“Il mio è un racconto intimo dei miei amori e dei miei dolori”. Lo ha dedicato al figlio, il piccolo Tobia per i suoi 6 anni. Il regalo che papà Nichi Vendola gli ha fatto dal palco del Teatro Piccinni di Bari, dove ha esordito con il monologo «Quanto resta della notte». “Ciascuno può narrare la propria dura notte e la fatica dell’attesa della luce, l’impazienza dell’alba”. Nichi Vendola, già deputato di Rifondazione comunista e presidente per 10 anni della Regione Puglia.
Lo spettacolo, suddiviso in otto capitoli poetici, con cui il fondatore di Sinistra, Ecologia e Libertà ha debuttato ieri. accompagnato dalla musica di Populous e dai video di Mario Amura. “Porto in scena un monologo che è una riflessione sui temi che affronto nel mio libro ‘Patrie’ – spiega Vendola – Reciterò poche poesie, alcune anche inedite. Ovvio che il monologo avrà un suo stile letterario, un ‘comizio d’amore’ che porterò ovunque sarà richiesto”.

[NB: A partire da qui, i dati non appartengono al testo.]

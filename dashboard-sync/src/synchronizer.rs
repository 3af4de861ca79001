//! Generic fetch-once synchronizer.
//!
//! # Lifecycle
//!
//! ```text
//! Idle ──activate──▶ Loading ──success payload──────────▶ Ready ──optimistic write──▶ Ready
//!                       └────envelope / mismatch / I/O──▶ Failed
//! ```
//!
//! `activate` runs at most once per instance: the fetch guard is latched before
//! the request is issued, so a second call (concurrent or later) returns
//! without touching the network. `Failed` is terminal; build a new instance to
//! retry.

use std::sync::atomic::{AtomicBool, Ordering};
use std::sync::Arc;

use serde::de::DeserializeOwned;
use serde::Serialize;
use serde_json::Value;
use tokio::sync::watch;
use tokio::task::JoinHandle;

use dashboard_core::{
    classify, Classified, FieldMerge, GuildId, NormalizedError, Resource, ResourceState,
    WriteBackMode,
};

use crate::transport::Transport;

/// Side effect run when the backend reports an expired session.
pub type UnauthorizedHook = Box<dyn Fn() + Send + Sync>;

/// Result of [`Synchronizer::write`].
#[derive(Debug)]
pub enum WriteAck {
    /// Optimistic mode: local state already reflects the update (when it was
    /// `Ready`); the POST runs in the background.
    Applied(PendingWrite),
    /// Confirmed mode: the decoded server response, verbatim.
    Confirmed(Value),
}

/// Background POST issued by an optimistic write.
///
/// Dropping it detaches the request; nothing is retried or rolled back.
#[derive(Debug)]
pub struct PendingWrite {
    applied_locally: bool,
    handle: JoinHandle<Result<(), NormalizedError>>,
}

impl PendingWrite {
    /// Whether the local state was replaced. `false` when the resource was not
    /// `Ready` at the time of the write.
    pub fn applied_locally(&self) -> bool {
        self.applied_locally
    }

    /// Wait for the background POST and surface its outcome.
    pub async fn settled(self) -> Result<(), NormalizedError> {
        self.handle
            .await
            .unwrap_or_else(|_| Err(NormalizedError::internal()))
    }
}

/// Owns the observable state of one remote resource.
pub struct Synchronizer<T, C> {
    resource: Resource<T>,
    transport: Arc<C>,
    state: watch::Sender<ResourceState<T>>,
    fetch_guard: AtomicBool,
    on_unauthorized: Option<UnauthorizedHook>,
    unauthorized_fired: AtomicBool,
}

impl<T, C> Synchronizer<T, C>
where
    T: DeserializeOwned + Serialize + Clone + Send + Sync + 'static,
    C: Transport,
{
    pub fn new(resource: Resource<T>, transport: Arc<C>) -> Self {
        let (state, _) = watch::channel(ResourceState::Idle);
        Self {
            resource,
            transport,
            state,
            fetch_guard: AtomicBool::new(false),
            on_unauthorized: None,
            unauthorized_fired: AtomicBool::new(false),
        }
    }

    /// Install the hook fired on an `UNAUTHORIZED` server error. Only resources
    /// built with unauthorized escalation ever call it.
    pub fn with_unauthorized_hook(mut self, hook: impl Fn() + Send + Sync + 'static) -> Self {
        self.on_unauthorized = Some(Box::new(hook));
        self
    }

    /// Share the instance and kick off its one fetch on the current tokio
    /// runtime.
    pub fn start(self) -> Arc<Self> {
        let this = Arc::new(self);
        let task = Arc::clone(&this);
        tokio::spawn(async move { task.activate().await });
        this
    }

    pub fn resource(&self) -> &Resource<T> {
        &self.resource
    }

    /// Guild this instance was built for, if the resource is guild-scoped.
    pub fn identity(&self) -> Option<&GuildId> {
        self.resource.identity()
    }

    /// Current state, cloned.
    pub fn snapshot(&self) -> ResourceState<T> {
        self.state.borrow().clone()
    }

    /// Receiver notified on every state change.
    pub fn subscribe(&self) -> watch::Receiver<ResourceState<T>> {
        self.state.subscribe()
    }

    /// Wait until the state leaves `Idle`/`Loading`.
    ///
    /// Never returns for an instance that is not activated, or whose fetch
    /// never resolves.
    pub async fn settled(&self) -> Result<T, NormalizedError> {
        let mut rx = self.subscribe();
        let state = match rx.wait_for(|state| !state.is_pending()).await {
            Ok(state) => state.clone(),
            Err(_) => return Err(NormalizedError::internal()),
        };
        state
            .into_result()
            .unwrap_or_else(|| Err(NormalizedError::internal()))
    }

    /// Fetch the resource once. Later calls are no-ops.
    pub async fn activate(&self) {
        let label = self.resource.label();
        if self.fetch_guard.swap(true, Ordering::AcqRel) {
            tracing::debug!(resource = label, "fetch already started, skipping");
            return;
        }

        tracing::debug!(resource = label, path = self.resource.path(), "fetching");
        self.state.send_replace(ResourceState::Loading);

        let classified = match self.transport.get(self.resource.path()).await {
            Ok(payload) => classify::<T>(payload, self.resource.predicate()),
            Err(err) => {
                tracing::warn!(resource = label, error = %err, "transport failure");
                Classified::Unrecognized
            }
        };

        let next = match classified {
            Classified::Success(data) => {
                tracing::info!(resource = label, "resource ready");
                ResourceState::Ready(data)
            }
            Classified::ServerError(error) => {
                tracing::warn!(
                    resource = label,
                    code = %error.code,
                    status = error.status,
                    message = %error.message,
                    "server reported error"
                );
                self.escalate(&error);
                ResourceState::Failed(error)
            }
            Classified::Unrecognized => {
                tracing::warn!(resource = label, "unrecognized or missing payload");
                ResourceState::Failed(NormalizedError::internal())
            }
        };
        self.state.send_replace(next);
    }

    /// Write `update` back according to the resource's [`WriteBackMode`].
    ///
    /// In optimistic mode the local state is replaced before this future first
    /// yields and the returned [`PendingWrite`] tracks the background POST;
    /// this requires a tokio runtime. In confirmed mode the POST is awaited
    /// and local state is never touched; transport and decode failures come
    /// back as [`NormalizedError::internal`].
    pub async fn write(&self, update: T) -> Result<WriteAck, NormalizedError> {
        match self.resource.mode() {
            WriteBackMode::Optimistic => Ok(WriteAck::Applied(self.write_optimistic(update))),
            WriteBackMode::Confirmed => self.write_confirmed(&update).await.map(WriteAck::Confirmed),
        }
    }

    fn write_optimistic(&self, update: T) -> PendingWrite {
        let label = self.resource.label();
        let body = serde_json::to_value(&update);
        let applied_locally = self.state.send_if_modified(|state| match state {
            ResourceState::Ready(data) => {
                *data = update;
                true
            }
            _ => false,
        });
        if !applied_locally {
            tracing::debug!(resource = label, "write before ready, local state untouched");
        }

        let transport = Arc::clone(&self.transport);
        let path = self.resource.path().to_string();
        let handle = tokio::spawn(async move {
            let body = body.map_err(|err| {
                tracing::warn!(resource = label, error = %err, "failed to encode update");
                NormalizedError::internal()
            })?;
            match transport.post(&path, &body).await {
                Ok(_) => Ok(()),
                Err(err) => {
                    tracing::warn!(resource = label, error = %err, "background write failed");
                    Err(NormalizedError::internal())
                }
            }
        });

        PendingWrite {
            applied_locally,
            handle,
        }
    }

    async fn write_confirmed(&self, update: &T) -> Result<Value, NormalizedError> {
        let label = self.resource.label();
        let body = serde_json::to_value(update).map_err(|err| {
            tracing::warn!(resource = label, error = %err, "failed to encode update");
            NormalizedError::internal()
        })?;
        self.transport
            .post(self.resource.path(), &body)
            .await
            .map_err(|err| {
                tracing::warn!(resource = label, error = %err, "confirmed write failed");
                NormalizedError::internal()
            })
    }

    /// Replace one field of the `Ready` data. Returns `false` (and leaves the
    /// state alone) in any other state. Local only; nothing is sent.
    pub fn merge_field(&self, field: T::Field, value: impl Into<String>) -> bool
    where
        T: FieldMerge,
    {
        let value = value.into();
        self.state.send_if_modified(|state| match state {
            ResourceState::Ready(data) => {
                data.merge_field(field, value);
                true
            }
            _ => false,
        })
    }

    fn escalate(&self, error: &NormalizedError) {
        if !self.resource.escalates_unauthorized() || !error.is_unauthorized() {
            return;
        }
        let Some(hook) = self.on_unauthorized.as_ref() else {
            return;
        };
        if self.unauthorized_fired.swap(true, Ordering::AcqRel) {
            return;
        }
        tracing::info!(resource = self.resource.label(), "session unauthorized, escalating");
        hook();
    }
}

#[cfg(test)]
mod tests {
    use std::sync::atomic::AtomicUsize;

    use dashboard_core::{GuildProfile, GuildProfileField};
    use serde_json::json;

    use super::*;
    use crate::error::TransportError;

    struct CountingTransport {
        gets: AtomicUsize,
    }

    impl Transport for CountingTransport {
        async fn get(&self, _path: &str) -> Result<Value, TransportError> {
            self.gets.fetch_add(1, Ordering::SeqCst);
            Ok(json!({"id": "1", "name": "Hub"}))
        }

        async fn post(&self, _path: &str, _body: &Value) -> Result<Value, TransportError> {
            Ok(Value::Null)
        }
    }

    fn profile_sync() -> Synchronizer<GuildProfile, CountingTransport> {
        Synchronizer::new(
            Resource::guild_profile(),
            Arc::new(CountingTransport {
                gets: AtomicUsize::new(0),
            }),
        )
    }

    #[test]
    fn new_instance_is_idle() {
        let sync = profile_sync();
        assert_eq!(sync.snapshot(), ResourceState::Idle);
        assert!(sync.identity().is_none());
    }

    #[test]
    fn merge_field_on_idle_is_noop() {
        let sync = profile_sync();
        assert!(!sync.merge_field(GuildProfileField::Name, "X"));
        assert_eq!(sync.snapshot(), ResourceState::Idle);
    }

    #[test]
    fn settled_stays_pending_until_activated() {
        let sync = profile_sync();
        let mut settled = tokio_test::task::spawn(sync.settled());
        tokio_test::assert_pending!(settled.poll());
        assert_eq!(sync.transport.gets.load(Ordering::SeqCst), 0);
    }

    #[tokio::test]
    async fn guard_latches_after_first_activation() {
        let sync = profile_sync();
        sync.activate().await;
        sync.activate().await;
        assert_eq!(sync.transport.gets.load(Ordering::SeqCst), 1);
        assert_eq!(sync.snapshot().data().map(|p| p.name.as_str()), Some("Hub"));
    }
}
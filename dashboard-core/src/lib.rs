//! Dashboard core library — domain types, resource descriptors, response
//! discrimination, and configuration.
//!
//! - [`types`] — guild domain objects and field-level merge
//! - [`state`] — [`ResourceState`], [`NormalizedError`], [`WriteBackMode`]
//! - [`discriminate`] — structural predicates and payload classification
//! - [`resource`] — [`Resource`] descriptors for each backend route
//! - [`config`] — YAML configuration at `~/.dashboard/config.yaml`

pub mod config;
pub mod discriminate;
pub mod error;
pub mod resource;
pub mod state;
pub mod types;

pub use config::DashboardConfig;
pub use discriminate::{classify, Classified};
pub use error::ConfigError;
pub use resource::Resource;
pub use state::{
    ErrorEnvelope, NormalizedError, ResourceState, ResourceStatus, WriteBackMode,
    UNAUTHORIZED_CODE,
};
pub use types::{FieldMerge, GuildId, GuildProfile, GuildProfileField, GuildSummary, OptionCategory};
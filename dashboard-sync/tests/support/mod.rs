//! In-memory transport with scripted replies and call recording.

#![allow(dead_code)]

use std::sync::atomic::{AtomicUsize, Ordering};
use std::sync::Mutex;

use dashboard_sync::{Transport, TransportError};
use serde_json::Value;

/// What a fake request resolves to.
#[derive(Debug, Clone)]
pub enum Reply {
    Json(Value),
    Fail,
    Pending,
}

impl Reply {
    async fn resolve(self) -> Result<Value, TransportError> {
        // Give concurrent callers a chance to run before the reply lands.
        tokio::task::yield_now().await;
        match self {
            Reply::Json(value) => Ok(value),
            Reply::Fail => Err(TransportError::Worker("connection refused".to_string())),
            Reply::Pending => std::future::pending().await,
        }
    }
}

pub struct FakeTransport {
    get_reply: Reply,
    post_reply: Reply,
    gets: AtomicUsize,
    get_paths: Mutex<Vec<String>>,
    posts: Mutex<Vec<(String, Value)>>,
}

impl FakeTransport {
    pub fn new(get_reply: Reply) -> Self {
        Self::with_post(get_reply, Reply::Json(Value::Null))
    }

    pub fn with_post(get_reply: Reply, post_reply: Reply) -> Self {
        Self {
            get_reply,
            post_reply,
            gets: AtomicUsize::new(0),
            get_paths: Mutex::new(Vec::new()),
            posts: Mutex::new(Vec::new()),
        }
    }

    pub fn get_count(&self) -> usize {
        self.gets.load(Ordering::SeqCst)
    }

    pub fn get_paths(&self) -> Vec<String> {
        self.get_paths.lock().expect("lock").clone()
    }

    pub fn posts(&self) -> Vec<(String, Value)> {
        self.posts.lock().expect("lock").clone()
    }
}

impl Transport for FakeTransport {
    async fn get(&self, path: &str) -> Result<Value, TransportError> {
        self.gets.fetch_add(1, Ordering::SeqCst);
        self.get_paths.lock().expect("lock").push(path.to_string());
        self.get_reply.clone().resolve().await
    }

    async fn post(&self, path: &str, body: &Value) -> Result<Value, TransportError> {
        self.posts
            .lock()
            .expect("lock")
            .push((path.to_string(), body.clone()));
        self.post_reply.clone().resolve().await
    }
}
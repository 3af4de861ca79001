//! `dashboard profile` — settings of the guild being edited.

use anyhow::{bail, Result};
use clap::{Args, Subcommand};
use colored::Colorize;

use dashboard_core::{GuildProfile, GuildProfileField};
use dashboard_sync::{managers, WriteAck};

use super::{print_ready_json, report_failure, Session};

/// Arguments for `dashboard profile`.
#[derive(Args, Debug)]
pub struct ProfileArgs {
    #[command(subcommand)]
    pub command: Option<ProfileCommand>,
}

#[derive(Subcommand, Debug)]
pub enum ProfileCommand {
    /// Edit fields locally and save them back to the server.
    Set {
        /// New guild name.
        #[arg(long)]
        name: Option<String>,

        /// New guild description.
        #[arg(long)]
        description: Option<String>,
    },
}

impl ProfileArgs {
    pub async fn run(self, session: &Session) -> Result<()> {
        let manager = managers::guild_profile(session.transport.clone());
        let label = manager.resource().label();
        manager.activate().await;

        let profile = match manager.settled().await {
            Ok(profile) => profile,
            Err(error) => return report_failure(session, label, &error),
        };

        let Some(ProfileCommand::Set { name, description }) = self.command else {
            return if session.json {
                print_ready_json(label, &profile)
            } else {
                print_profile(&profile);
                Ok(())
            };
        };

        let edits = [
            (GuildProfileField::Name, name),
            (GuildProfileField::Description, description),
        ];
        if edits.iter().all(|(_, value)| value.is_none()) {
            bail!("nothing to set; pass --name and/or --description");
        }
        for (field, value) in edits {
            if let Some(value) = value {
                manager.merge_field(field, value);
            }
        }

        let Some(edited) = manager.snapshot().data().cloned() else {
            bail!("{label} is no longer ready");
        };
        let pending = match manager.write(edited.clone()).await {
            Ok(WriteAck::Applied(pending)) => pending,
            Ok(WriteAck::Confirmed(_)) => {
                print_saved(session, label, &edited)?;
                return Ok(());
            }
            Err(error) => return report_failure(session, label, &error),
        };
        if let Err(error) = pending.settled().await {
            return report_failure(session, label, &error);
        }
        print_saved(session, label, &edited)
    }
}

fn print_saved(session: &Session, label: &str, profile: &GuildProfile) -> Result<()> {
    if session.json {
        return print_ready_json(label, profile);
    }
    println!("{} saved guild {}", "✓".green(), profile.id.bold());
    print_profile(profile);
    Ok(())
}

fn print_profile(profile: &GuildProfile) {
    println!("  id           {}", profile.id);
    println!("  name         {}", profile.name);
    println!("  description  {}", profile.description().unwrap_or("-"));
}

Quando gli è stato chiesto cosa c’entra il teatro con la politica, ha risposto: “Potrei cavarmela con una battuta e dire che quando la politica diventa un teatrino, allora è meglio il teatro, il luogo che conferisce una solennità sacrale alla politica. Comunque, ogni volta che ci poniamo in relazione con gli altri noi facciamo politica, parlare della vita e della morte dinanzi ad una platea affollata è un gesto politico”.
Vendola, prima che si aprisse il sipario, ha condiviso con il pubblico presente il suo sentimento di dolore per quanto sta accadendo in Ucraina.